• _Exercise aim_
Up to and including the line with "before heavy content.", restate the records below word for word, beginning with their first line.

(Records from a collection)
◇ ◇ ◇ ◇ ◇ ◇ ◇
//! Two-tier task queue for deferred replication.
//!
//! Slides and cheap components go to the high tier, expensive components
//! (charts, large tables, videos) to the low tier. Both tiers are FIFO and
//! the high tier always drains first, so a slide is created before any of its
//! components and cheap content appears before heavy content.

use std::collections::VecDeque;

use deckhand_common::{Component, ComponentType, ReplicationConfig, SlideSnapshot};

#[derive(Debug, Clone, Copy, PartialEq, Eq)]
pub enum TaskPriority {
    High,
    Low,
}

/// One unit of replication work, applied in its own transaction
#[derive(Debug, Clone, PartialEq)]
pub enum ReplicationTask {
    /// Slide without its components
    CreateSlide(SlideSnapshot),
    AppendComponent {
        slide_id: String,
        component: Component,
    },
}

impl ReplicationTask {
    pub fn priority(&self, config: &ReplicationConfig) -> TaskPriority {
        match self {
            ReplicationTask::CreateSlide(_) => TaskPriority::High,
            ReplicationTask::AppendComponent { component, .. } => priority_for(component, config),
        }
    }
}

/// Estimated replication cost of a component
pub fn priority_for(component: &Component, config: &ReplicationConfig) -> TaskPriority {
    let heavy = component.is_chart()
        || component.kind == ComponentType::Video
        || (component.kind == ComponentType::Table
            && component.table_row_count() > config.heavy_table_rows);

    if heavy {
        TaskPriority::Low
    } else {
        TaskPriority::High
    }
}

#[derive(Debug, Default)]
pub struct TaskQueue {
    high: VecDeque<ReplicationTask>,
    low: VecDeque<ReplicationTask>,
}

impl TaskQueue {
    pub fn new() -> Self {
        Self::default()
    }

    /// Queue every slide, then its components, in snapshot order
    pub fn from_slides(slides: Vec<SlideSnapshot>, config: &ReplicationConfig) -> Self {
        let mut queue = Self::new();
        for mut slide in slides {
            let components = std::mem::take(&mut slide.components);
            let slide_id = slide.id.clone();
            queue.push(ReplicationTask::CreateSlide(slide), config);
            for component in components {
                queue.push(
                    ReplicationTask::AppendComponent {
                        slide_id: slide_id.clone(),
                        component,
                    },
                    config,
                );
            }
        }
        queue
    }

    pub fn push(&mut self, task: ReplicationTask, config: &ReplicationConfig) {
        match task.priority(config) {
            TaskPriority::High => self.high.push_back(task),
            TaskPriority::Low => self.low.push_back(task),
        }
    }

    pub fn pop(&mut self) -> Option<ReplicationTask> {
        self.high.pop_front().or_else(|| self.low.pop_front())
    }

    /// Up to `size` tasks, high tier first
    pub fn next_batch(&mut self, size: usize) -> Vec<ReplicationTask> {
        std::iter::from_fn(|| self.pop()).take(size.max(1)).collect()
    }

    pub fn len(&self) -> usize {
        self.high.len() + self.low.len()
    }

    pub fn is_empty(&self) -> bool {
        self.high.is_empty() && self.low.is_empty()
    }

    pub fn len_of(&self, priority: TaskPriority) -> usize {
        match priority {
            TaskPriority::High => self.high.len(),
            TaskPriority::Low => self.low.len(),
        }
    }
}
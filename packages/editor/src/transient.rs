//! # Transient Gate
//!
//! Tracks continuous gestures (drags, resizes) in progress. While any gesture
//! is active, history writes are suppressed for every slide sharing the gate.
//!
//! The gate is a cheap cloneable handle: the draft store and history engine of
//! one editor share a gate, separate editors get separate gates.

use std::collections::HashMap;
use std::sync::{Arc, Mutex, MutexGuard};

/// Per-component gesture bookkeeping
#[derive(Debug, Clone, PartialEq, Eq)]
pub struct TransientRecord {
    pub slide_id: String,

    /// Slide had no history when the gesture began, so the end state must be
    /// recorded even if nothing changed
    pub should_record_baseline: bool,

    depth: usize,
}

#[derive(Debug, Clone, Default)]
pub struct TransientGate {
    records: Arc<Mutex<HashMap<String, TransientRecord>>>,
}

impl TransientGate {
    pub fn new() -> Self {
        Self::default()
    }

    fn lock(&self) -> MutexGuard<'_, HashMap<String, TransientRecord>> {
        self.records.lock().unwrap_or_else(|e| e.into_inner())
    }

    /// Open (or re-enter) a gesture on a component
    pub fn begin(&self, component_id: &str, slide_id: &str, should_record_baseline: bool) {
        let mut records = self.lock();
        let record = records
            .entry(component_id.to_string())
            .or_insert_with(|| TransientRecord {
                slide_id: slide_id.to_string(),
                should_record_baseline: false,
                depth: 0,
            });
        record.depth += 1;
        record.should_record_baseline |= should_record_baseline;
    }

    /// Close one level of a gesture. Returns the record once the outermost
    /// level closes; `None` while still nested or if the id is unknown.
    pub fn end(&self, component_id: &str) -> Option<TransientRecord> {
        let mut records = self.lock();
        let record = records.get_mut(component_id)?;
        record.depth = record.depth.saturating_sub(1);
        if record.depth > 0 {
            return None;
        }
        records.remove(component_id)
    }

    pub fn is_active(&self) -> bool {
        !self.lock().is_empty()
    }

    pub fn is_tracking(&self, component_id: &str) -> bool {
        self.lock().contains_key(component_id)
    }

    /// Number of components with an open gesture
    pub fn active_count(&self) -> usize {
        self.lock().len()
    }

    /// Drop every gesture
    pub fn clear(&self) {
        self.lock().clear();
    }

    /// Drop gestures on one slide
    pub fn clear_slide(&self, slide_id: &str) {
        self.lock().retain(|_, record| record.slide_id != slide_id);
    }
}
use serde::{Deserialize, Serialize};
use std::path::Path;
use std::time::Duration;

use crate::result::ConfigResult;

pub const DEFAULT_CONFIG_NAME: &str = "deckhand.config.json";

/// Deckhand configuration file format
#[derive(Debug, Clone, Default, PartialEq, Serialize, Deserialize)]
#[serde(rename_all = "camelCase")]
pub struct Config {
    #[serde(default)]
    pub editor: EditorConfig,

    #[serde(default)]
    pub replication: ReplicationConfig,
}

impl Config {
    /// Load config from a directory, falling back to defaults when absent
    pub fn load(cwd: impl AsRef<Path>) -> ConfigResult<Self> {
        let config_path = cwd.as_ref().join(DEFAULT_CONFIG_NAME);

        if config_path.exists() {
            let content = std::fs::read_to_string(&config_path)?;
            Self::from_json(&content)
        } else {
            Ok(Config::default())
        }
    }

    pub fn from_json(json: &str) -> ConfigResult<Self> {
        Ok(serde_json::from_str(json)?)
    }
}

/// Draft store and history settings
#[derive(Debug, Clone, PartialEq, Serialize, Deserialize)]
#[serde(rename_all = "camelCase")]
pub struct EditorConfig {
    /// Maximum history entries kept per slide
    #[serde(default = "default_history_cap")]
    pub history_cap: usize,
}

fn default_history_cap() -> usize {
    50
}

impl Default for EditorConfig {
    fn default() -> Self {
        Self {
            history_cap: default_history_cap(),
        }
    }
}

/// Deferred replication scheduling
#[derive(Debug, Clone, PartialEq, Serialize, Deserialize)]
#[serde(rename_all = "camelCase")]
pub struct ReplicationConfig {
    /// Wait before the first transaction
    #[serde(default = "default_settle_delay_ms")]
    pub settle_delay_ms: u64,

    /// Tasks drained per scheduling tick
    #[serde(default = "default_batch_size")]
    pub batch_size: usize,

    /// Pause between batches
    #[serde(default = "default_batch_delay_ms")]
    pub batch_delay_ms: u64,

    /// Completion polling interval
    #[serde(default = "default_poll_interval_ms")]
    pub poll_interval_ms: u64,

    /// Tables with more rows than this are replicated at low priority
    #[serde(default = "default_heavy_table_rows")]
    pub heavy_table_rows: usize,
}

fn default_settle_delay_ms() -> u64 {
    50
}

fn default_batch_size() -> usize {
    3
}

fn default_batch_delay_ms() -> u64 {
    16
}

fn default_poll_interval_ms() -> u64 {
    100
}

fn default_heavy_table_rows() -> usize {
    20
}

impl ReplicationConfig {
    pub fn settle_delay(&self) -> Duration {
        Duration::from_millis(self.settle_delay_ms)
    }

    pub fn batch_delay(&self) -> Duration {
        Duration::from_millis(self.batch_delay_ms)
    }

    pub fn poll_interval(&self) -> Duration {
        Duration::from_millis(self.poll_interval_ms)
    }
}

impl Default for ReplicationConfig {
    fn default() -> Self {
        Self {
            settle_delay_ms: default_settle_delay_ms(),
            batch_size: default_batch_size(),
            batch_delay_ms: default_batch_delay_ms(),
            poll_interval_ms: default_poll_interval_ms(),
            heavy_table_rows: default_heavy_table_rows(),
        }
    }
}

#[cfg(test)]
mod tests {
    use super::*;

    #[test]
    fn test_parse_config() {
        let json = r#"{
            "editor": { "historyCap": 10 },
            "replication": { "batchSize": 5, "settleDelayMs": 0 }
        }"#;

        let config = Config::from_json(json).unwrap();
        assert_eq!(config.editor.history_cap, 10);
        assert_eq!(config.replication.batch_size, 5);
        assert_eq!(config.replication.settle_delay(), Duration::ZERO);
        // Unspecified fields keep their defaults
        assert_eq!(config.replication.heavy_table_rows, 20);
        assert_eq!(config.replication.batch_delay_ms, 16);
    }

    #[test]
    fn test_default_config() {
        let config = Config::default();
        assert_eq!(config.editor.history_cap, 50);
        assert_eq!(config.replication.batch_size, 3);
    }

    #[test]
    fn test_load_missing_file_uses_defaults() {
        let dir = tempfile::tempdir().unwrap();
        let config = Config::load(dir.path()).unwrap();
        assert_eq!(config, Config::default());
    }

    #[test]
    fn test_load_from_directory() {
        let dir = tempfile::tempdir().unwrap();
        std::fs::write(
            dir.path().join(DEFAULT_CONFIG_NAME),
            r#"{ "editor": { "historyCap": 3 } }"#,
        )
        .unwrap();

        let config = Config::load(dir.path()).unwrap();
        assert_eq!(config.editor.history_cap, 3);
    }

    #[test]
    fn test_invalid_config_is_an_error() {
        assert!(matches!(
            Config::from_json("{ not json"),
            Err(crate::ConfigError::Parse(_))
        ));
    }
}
◇ ◇ ◇ ◇ ◇ ◇ ◇
• _Completed task_
//! Two-tier task queue for deferred replication.
//!
//! Slides and cheap components go to the high tier, expensive components
//! (charts, large tables, videos) to the low tier. Both tiers are FIFO and
//! the high tier always drains first, so a slide is created before any of its
//! components and cheap content appears before heavy content.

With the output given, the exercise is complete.